• **WHAT TO PRODUCE**: Give the count of lines in the entries that include "simulated", and write nothing besides it.

Top of DATA SECTION

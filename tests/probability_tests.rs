//! Probability correctness tests.
//!
//! The closed forms are exact, so they anchor everything else:
//! - known hand-computed values for a reference deck
//! - Monte Carlo estimates agreeing with the closed form within
//!   sampling tolerance at 10k trials
//! - boundary cases that must come out exactly 0% or 100%
//! - multi-card semantics: a target consumed by its own effect does
//!   not count as obtained

use pocket_sim::cards::{CardType, DeckSpec};
use pocket_sim::prob::{CalculationRequest, Method};
use pocket_sim::simulator::PocketSimulator;

const TRIALS: u64 = 10_000;
/// Sampling tolerance for 10k-trial estimates, in percentage points.
const TOLERANCE: f64 = 3.0;

/// Alpha x2 and Beta x2 as the only Basics, 16 non-Basic filler.
fn two_basics_spec() -> DeckSpec {
    let mut spec = DeckSpec::new()
        .with_card("Alpha", CardType::BasicPokemon, 2)
        .with_card("Beta", CardType::BasicPokemon, 2);
    for i in 0..8 {
        spec.add_card(format!("Filler {}", i), CardType::Item, 2);
    }
    spec
}

fn configured(spec: DeckSpec, draw_order: Vec<String>) -> PocketSimulator {
    let mut sim = PocketSimulator::new();
    sim.setup(spec, draw_order).unwrap();
    sim
}

/// Test the hand-computed preferred-opening value:
/// (1 - C(18,5)/C(20,5)) / (1 - C(16,5)/C(20,5)) = 62.28%.
#[test]
fn test_preferred_closed_form_matches_hand_computation() {
    let sim = configured(two_basics_spec(), Vec::new());
    let report = sim
        .closed_form(&CalculationRequest::preferred_opening(["Alpha"]))
        .unwrap();

    assert_eq!(report.method, Method::ClosedForm);
    assert_eq!(report.probability_percent, 62.28);

    let terms = report.terms.expect("closed form carries its terms");
    assert_eq!(terms.total_basics, 4);
    assert_eq!(terms.target_count, 2);
    assert!((terms.raw_probability - 6936.0 / 11136.0).abs() < 1e-12);
}

/// Test that the non-preferred question is the exact complement when
/// the two lists partition the Basics.
#[test]
fn test_non_preferred_closed_form_is_complement() {
    let sim = configured(two_basics_spec(), Vec::new());
    let report = sim
        .closed_form(&CalculationRequest::non_preferred_opening(["Beta"]))
        .unwrap();
    assert_eq!(report.probability_percent, 37.72);
}

/// Test simulation against the closed form for both opening shapes.
#[test]
fn test_simulation_agrees_with_closed_form() {
    let sim = configured(two_basics_spec(), Vec::new());

    let preferred = CalculationRequest::preferred_opening(["Alpha"]);
    let exact = sim.closed_form(&preferred).unwrap().probability_percent;
    let estimated = sim.run(&preferred, TRIALS, 2024).unwrap().probability_percent;
    assert!(
        (estimated - exact).abs() < TOLERANCE,
        "preferred: simulated {} vs exact {}",
        estimated,
        exact
    );

    let non_preferred = CalculationRequest::non_preferred_opening(["Beta"]);
    let exact = sim.closed_form(&non_preferred).unwrap().probability_percent;
    let estimated = sim
        .run(&non_preferred, TRIALS, 2024)
        .unwrap()
        .probability_percent;
    assert!(
        (estimated - exact).abs() < TOLERANCE,
        "non-preferred: simulated {} vs exact {}",
        estimated,
        exact
    );
}

/// Test boundary cases that must be exact on both paths.
#[test]
fn test_boundary_cases_are_exact() {
    let sim = configured(two_basics_spec(), Vec::new());

    // A preferred Basic that is not in the deck can never be opened.
    let absent = CalculationRequest::preferred_opening(["Gamma"]);
    assert_eq!(sim.closed_form(&absent).unwrap().probability_percent, 0.0);
    let report = sim.run(&absent, 2000, 5).unwrap();
    assert_eq!(report.probability_percent, 0.0);
    assert_eq!(report.success_count, 0);

    // When every Basic is on the non-preferred list, the mulligan
    // guarantees the condition.
    let all_listed = CalculationRequest::non_preferred_opening(["Alpha", "Beta"]);
    let closed = sim.closed_form(&all_listed).unwrap();
    assert_eq!(closed.probability_percent, 100.0);
    assert!(closed.note.is_some());
    let report = sim.run(&all_listed, 2000, 5).unwrap();
    assert_eq!(report.probability_percent, 100.0);
    assert_eq!(report.success_count, report.total_valid_games);
}

/// Test that a single-copy draw card can never be "obtained" on the
/// turn it is played: its own effect consumes it before the final-hand
/// check.
#[test]
fn test_target_consumed_by_own_effect_never_counts() {
    let mut spec = DeckSpec::new()
        .with_card("Pikachu", CardType::BasicPokemon, 2)
        .with_card("Professor's Research", CardType::Supporter, 1);
    for i in 0..8 {
        spec.add_card(format!("Filler {}", i), CardType::Item, 2);
    }
    spec.add_card("Extra", CardType::Item, 1);
    let sim = configured(spec, vec!["Professor's Research".to_string()]);

    let request = CalculationRequest::multi_card(["Professor's Research"], 1);
    let report = sim.run(&request, TRIALS, 31).unwrap();
    assert_eq!(
        report.probability_percent, 0.0,
        "a drawn copy is always played and therefore never held at the end"
    );
    assert_eq!(report.success_count, 0);
    assert!(report.total_valid_games > 0);
}

/// Test the two-copy variant: the Supporter limit parks the second
/// copy in hand, so the probability is the chance of seeing both
/// copies (or drawing the second off the first).
#[test]
fn test_second_copy_survives_the_supporter_limit() {
    let mut spec = DeckSpec::new()
        .with_card("Pikachu", CardType::BasicPokemon, 2)
        .with_card("Professor's Research", CardType::Supporter, 2);
    for i in 0..8 {
        spec.add_card(format!("Filler {}", i), CardType::Item, 2);
    }
    let sim = configured(spec, vec!["Professor's Research".to_string()]);

    let request = CalculationRequest::multi_card(["Professor's Research"], 1);
    let report = sim.run(&request, TRIALS, 31).unwrap();
    // Roughly 14%: both copies among the first six cards, or the
    // played copy draws its twin.
    assert!(
        report.probability_percent > 5.0 && report.probability_percent < 30.0,
        "estimated {}",
        report.probability_percent
    );
}

/// Test that the draw suite meaningfully improves multi-card odds over
/// drawing blind.
#[test]
fn test_draw_cards_improve_multi_card_odds() {
    let spec = DeckSpec::new()
        .with_card("Type:Null", CardType::BasicPokemon, 2)
        .with_card("Silvally", CardType::Stage1Pokemon, 2)
        .with_card("Poke Ball", CardType::Item, 2)
        .with_card("Professor's Research", CardType::Supporter, 2)
        .with_card("Galdion", CardType::Supporter, 2)
        .with_card("Pokemon Communication", CardType::Item, 2)
        .with_card("Potion", CardType::Item, 2)
        .with_card("X Speed", CardType::Item, 2)
        .with_card("Rocky Helmet", CardType::Tool, 2)
        .with_card("Lightning Energy", CardType::BasicEnergy, 2);
    let request = CalculationRequest::multi_card(["Type:Null", "Silvally"], 2);

    let blind = configured(spec.clone(), Vec::new());
    let p_blind = blind.run(&request, TRIALS, 8).unwrap().probability_percent;

    let assisted = configured(
        spec,
        vec![
            "Poke Ball".to_string(),
            "Professor's Research".to_string(),
            "Galdion".to_string(),
            "Pokemon Communication".to_string(),
        ],
    );
    let p_assisted = assisted.run(&request, TRIALS, 8).unwrap().probability_percent;

    assert!(
        p_assisted > p_blind + 5.0,
        "assisted {} vs blind {}",
        p_assisted,
        p_blind
    );
}

/// Test that later target turns can only help.
#[test]
fn test_multi_card_probability_grows_with_turn() {
    let sim = configured(
        DeckSpec::new()
            .with_card("Type:Null", CardType::BasicPokemon, 2)
            .with_card("Silvally", CardType::Stage1Pokemon, 2)
            .with_card("Poke Ball", CardType::Item, 2)
            .with_card("Professor's Research", CardType::Supporter, 2)
            .with_card("Galdion", CardType::Supporter, 2)
            .with_card("Potion", CardType::Item, 2)
            .with_card("X Speed", CardType::Item, 2)
            .with_card("Rocky Helmet", CardType::Tool, 2)
            .with_card("Lightning Energy", CardType::BasicEnergy, 2)
            .with_card("Giovanni", CardType::Supporter, 2),
        vec![
            "Poke Ball".to_string(),
            "Professor's Research".to_string(),
            "Galdion".to_string(),
        ],
    );

    let mut last = 0.0;
    for turn in 1..=3 {
        let request = CalculationRequest::multi_card(["Type:Null", "Silvally"], turn);
        let p = sim.run(&request, TRIALS, 99).unwrap().probability_percent;
        assert!(
            p + 2.0 > last,
            "turn {} estimate {} fell below turn {} estimate {}",
            turn,
            p,
            turn - 1,
            last
        );
        last = p;
    }
}

/// Test report JSON shape end to end.
#[test]
fn test_report_round_trips_through_json() {
    let sim = configured(two_basics_spec(), Vec::new());
    let report = sim
        .run(&CalculationRequest::preferred_opening(["Alpha"]), 1000, 4)
        .unwrap();

    let json = serde_json::to_string(&report).unwrap();
    assert!(json.contains("\"type\":\"preferred_opening\""));
    assert!(json.contains("\"method\":\"simulation\""));

    let back: pocket_sim::prob::ProbabilityReport = serde_json::from_str(&json).unwrap();
    assert_eq!(back, report);
}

Bottom of DATA SECTION

• **SOLUTION TO THE PROBLEM**: 2